Hubo momentos en que me había dicho que necesitaba espacio, pero yo no la había escuchado. ¿De verdad debíamos ser más sociales? ¿De dónde había salido eso? ¿Por qué me sentía así? No había nadie con quien hablar que me dijera si estaba bien o mal. Las conversaciones en mi cabeza me resultaban muy familiares, repetidas de relaciones pasadas en que había culpado a la otra persona y había seguido adelante, patrones que de repente me parecían muy evidentes. Jamás me había permitido avanzar lentamente para entender de verdad lo que se había dicho. Jamás reconocí la brecha entre lo que decía, lo que hacía y, lo más importante, lo que quería.

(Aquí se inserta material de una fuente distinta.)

//! Lookup service port and its adapters.
//!
//! Modules:
//! - `http`: lookup over HTTP via [`relist_api::RelistClient`]
//! - `fixed`: in-memory lookup returning a preset outcome

mod fixed;
mod http;

pub use fixed::StaticLookup;
pub use http::{DEFAULT_LOOKUP_PATH, HttpRecordLookup, rejection_from_response};

use relist_types::{LookupRejection, LookupRequest, RawRecord};

/// Retrieves the records related to a parent record.
///
/// Implementations resolve with at most `request.limit_size` records, each
/// carrying a unique `Id`, or reject with a [`LookupRejection`].
#[async_trait::async_trait]
pub trait RecordLookup: Send + Sync {
    async fn fetch_related(&self, request: &LookupRequest) -> Result<Vec<RawRecord>, LookupRejection>;
}
use percent_encoding::{AsciiSet, NON_ALPHANUMERIC, utf8_percent_encode};

/// Bytes escaped inside a single path segment: everything except the
/// RFC3986 unreserved set (`A-Z`, `a-z`, `0-9`, `-`, `.`, `_`, `~`).
const PATH_SEGMENT: &AsciiSet = &NON_ALPHANUMERIC.remove(b'-').remove(b'.').remove(b'_').remove(b'~');

/// Resolves a path template by replacing `{key}` placeholders with
/// percent-encoded values.
///
/// Placeholders without a matching variable are left untouched.
///
/// # Examples
/// ```rust
/// use relist_util::http::build_path;
///
/// let path = build_path(
///     "/{namespace}/r/{object}/{id}/related/{relationship}/view",
///     &[("namespace", "lightning"), ("object", "Account"), ("id", "001A"), ("relationship", "Products__r")],
/// );
/// assert_eq!(path, "/lightning/r/Account/001A/related/Products__r/view");
/// ```
pub fn build_path(template: &str, variables: &[(&str, &str)]) -> String {
    let mut path = template.to_string();
    for (key, value) in variables {
        let encoded = encode_path_segment(value);
        path = path.replace(&format!("{{{}}}", key), &encoded);
    }
    path
}

/// Percent-encodes a value for use as one path segment.
pub fn encode_path_segment(value: &str) -> String {
    utf8_percent_encode(value, PATH_SEGMENT).to_string()
}

#[cfg(test)]
mod tests {
    use super::*;

    #[test]
    fn build_path_preserves_unreserved_identifier_bytes() {
        let path = build_path("/r/{object}/{id}", &[("object", "Custom_Object__c"), ("id", "a01-x.y~z")]);
        assert_eq!(path, "/r/Custom_Object__c/a01-x.y~z");
    }

    #[test]
    fn build_path_encodes_reserved_bytes() {
        let path = build_path("/n/{page}", &[("page", "team/app name")]);
        assert_eq!(path, "/n/team%2Fapp%20name");
    }

    #[test]
    fn missing_placeholders_remain() {
        assert_eq!(build_path("/r/{object}/{id}", &[("object", "Account")]), "/r/Account/{id}");
    }
}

Horas más tarde, mientras llegaba el atardecer, regresé al pasillo sin ventanas, entré a nuestra habitación y me senté al lado de su cama.
“Lo siento”, le dije.
“Yo también lo siento”, respondió.
Nos quedamos dormidos en su cama individual.
Dos días después llegamos a Liverpool, Inglaterra. En el tiempo de la embarcación, casi era nuestro primer aniversario. Nos registramos en un hotel de cuatro estrellas, ordenamos servicio a la habitación y vimos una mala película.
Vi a Liz. Amé su risa y su sudadera roja. Todo era perfecto.
En el avión de regreso a Nueva York el día siguiente, abrimos una botella de champaña. Unas semanas después fuimos con el astrólogo de Liz para que nos hiciera nuestra primera lectura para parejas.
“Son una buena pareja”, dijo el astrólogo.
Yo soy Aries, Liz es Acuario, el signo ascendente y el sol y la luna estaban de nuestro lado.
Unos meses después de que regresamos, los contratos de arrendamiento de nuestros departamentos en Nueva York expiraron al mismo tiempo, y decidimos mudarnos juntos. Después nos comprometimos. Y más recientemente, conforme el coronavirus paralizó de manera aterradora a nuestra ciudad y al país, Liz y yo nos dirigimos a la casa de mi familia en Victoria, Columbia Británica, donde estamos nosotros dos (¡y su hermano!), mientras estoy escribiendo esto, pasando la cuarentena en una pequeña casa al otro lado de la calle donde crecí.
Está bien. No nos afecta aislarnos. Para nosotros, ese aislamiento hizo toda la diferencia.